------ Records for processing

//! `changes` command: retrieve one batch of patient-record change events

use super::{
    exit_code_for, prepare_client, print_error_body, print_raw_response, EXIT_OK,
    EXIT_OPERATION_FAILED,
};
use crate::adapters::mis::MisClient;
use crate::domain::ChangeBatch;
use clap::Args;

/// Change events printed in the console summary
const SUMMARY_LIMIT: usize = 5;

/// Arguments for the changes command
#[derive(Args, Debug, Default)]
pub struct ChangesArgs {
    /// Branch id (defaults to mis.default_branch_id)
    #[arg(short, long)]
    pub branch: Option<i64>,
}

impl ChangesArgs {
    /// Execute the changes command
    pub async fn execute(&self, config_path: &str) -> anyhow::Result<i32> {
        let (_, client) = match prepare_client(config_path) {
            Ok(prepared) => prepared,
            Err(code) => return Ok(code),
        };
        Ok(run(&client, self.branch).await)
    }
}

/// Runs the call and prints its outcome, returning the exit code
pub(crate) async fn run(client: &MisClient, branch: Option<i64>) -> i32 {
    let branch_id = branch.unwrap_or(client.default_branch_id());

    println!();
    println!("📋 CLIENTS_CHANGE_LIST");
    println!("   Branch: {branch_id}, endpoint: {}", client.endpoint());
    println!();

    match client.retrieve_change_batch(Some(branch_id)).await {
        Ok(batch) => report(&batch),
        Err(e) => {
            crate::log_error_with_context!(&e, "CLIENTS_CHANGE_LIST failed");
            println!("❌ CLIENTS_CHANGE_LIST failed: {e}");
            print_error_body(&e);
            exit_code_for(&e)
        }
    }
}

fn report(batch: &ChangeBatch) -> i32 {
    println!("SPRESULT : {}", batch.result_code());
    println!("SPCOMMENT: {}", batch.result_comment());

    if !batch.is_success() {
        println!("❌ {}", batch.status());
        print_raw_response(&batch.raw_response);
        return EXIT_OPERATION_FAILED;
    }

    println!("✅ Received {} change(s)", batch.payload.len());
    for (i, change) in batch.payload.iter().take(SUMMARY_LIMIT).enumerate() {
        println!();
        println!(
            "  [{}] CHANGEID={} OP={} PCODE={}",
            i + 1,
            change.change_id().unwrap_or_default(),
            change.operation().unwrap_or_default(),
            change.patient_code().unwrap_or_default()
        );
        println!(
            "       {} {} {} / {}",
            change.last_name().unwrap_or_default(),
            change.first_name().unwrap_or_default(),
            change.middle_name().unwrap_or_default(),
            change.phone().unwrap_or_default()
        );
    }
    if batch.payload.len() > SUMMARY_LIMIT {
        println!("  ... and {} more", batch.payload.len() - SUMMARY_LIMIT);
    }
    println!();

    EXIT_OK
}

#[cfg(test)]
mod tests {
    use super::*;
    use crate::domain::{Acknowledgment, ChangeRecord, OperationResult, ProcedureResult};

    fn batch(ack: &str, code: i64, count: usize) -> ChangeBatch {
        OperationResult {
            acknowledgment: Acknowledgment::new(ack, ""),
            result: ProcedureResult::new(code, ""),
            payload: (0..count)
                .map(|i| ChangeRecord::from_iter([("CHANGEID", i.to_string())]))
                .collect(),
            raw_response: "<R/>".to_string(),
        }
    }

    #[test]
    fn test_report_success() {
        assert_eq!(report(&batch("AA", 1, 7)), EXIT_OK);
    }

    #[test]
    fn test_report_rejected() {
        assert_eq!(report(&batch("AE", 1, 0)), EXIT_OPERATION_FAILED);
        assert_eq!(report(&batch("AA", 0, 0)), EXIT_OPERATION_FAILED);
    }
}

------------

What to work on:
Would you give again, word for word, every line from the one with "fn batch(ack: &str, code: i64, count: usize)" through the final line of the listing above?

Solution:
    fn batch(ack: &str, code: i64, count: usize) -> ChangeBatch {
        OperationResult {
            acknowledgment: Acknowledgment::new(ack, ""),
            result: ProcedureResult::new(code, ""),
            payload: (0..count)
                .map(|i| ChangeRecord::from_iter([("CHANGEID", i.to_string())]))
                .collect(),
            raw_response: "<R/>".to_string(),
        }
    }

    #[test]
    fn test_report_success() {
        assert_eq!(report(&batch("AA", 1, 7)), EXIT_OK);
    }

    #[test]
    fn test_report_rejected() {
        assert_eq!(report(&batch("AE", 1, 0)), EXIT_OPERATION_FAILED);
        assert_eq!(report(&batch("AA", 0, 0)), EXIT_OPERATION_FAILED);
    }
}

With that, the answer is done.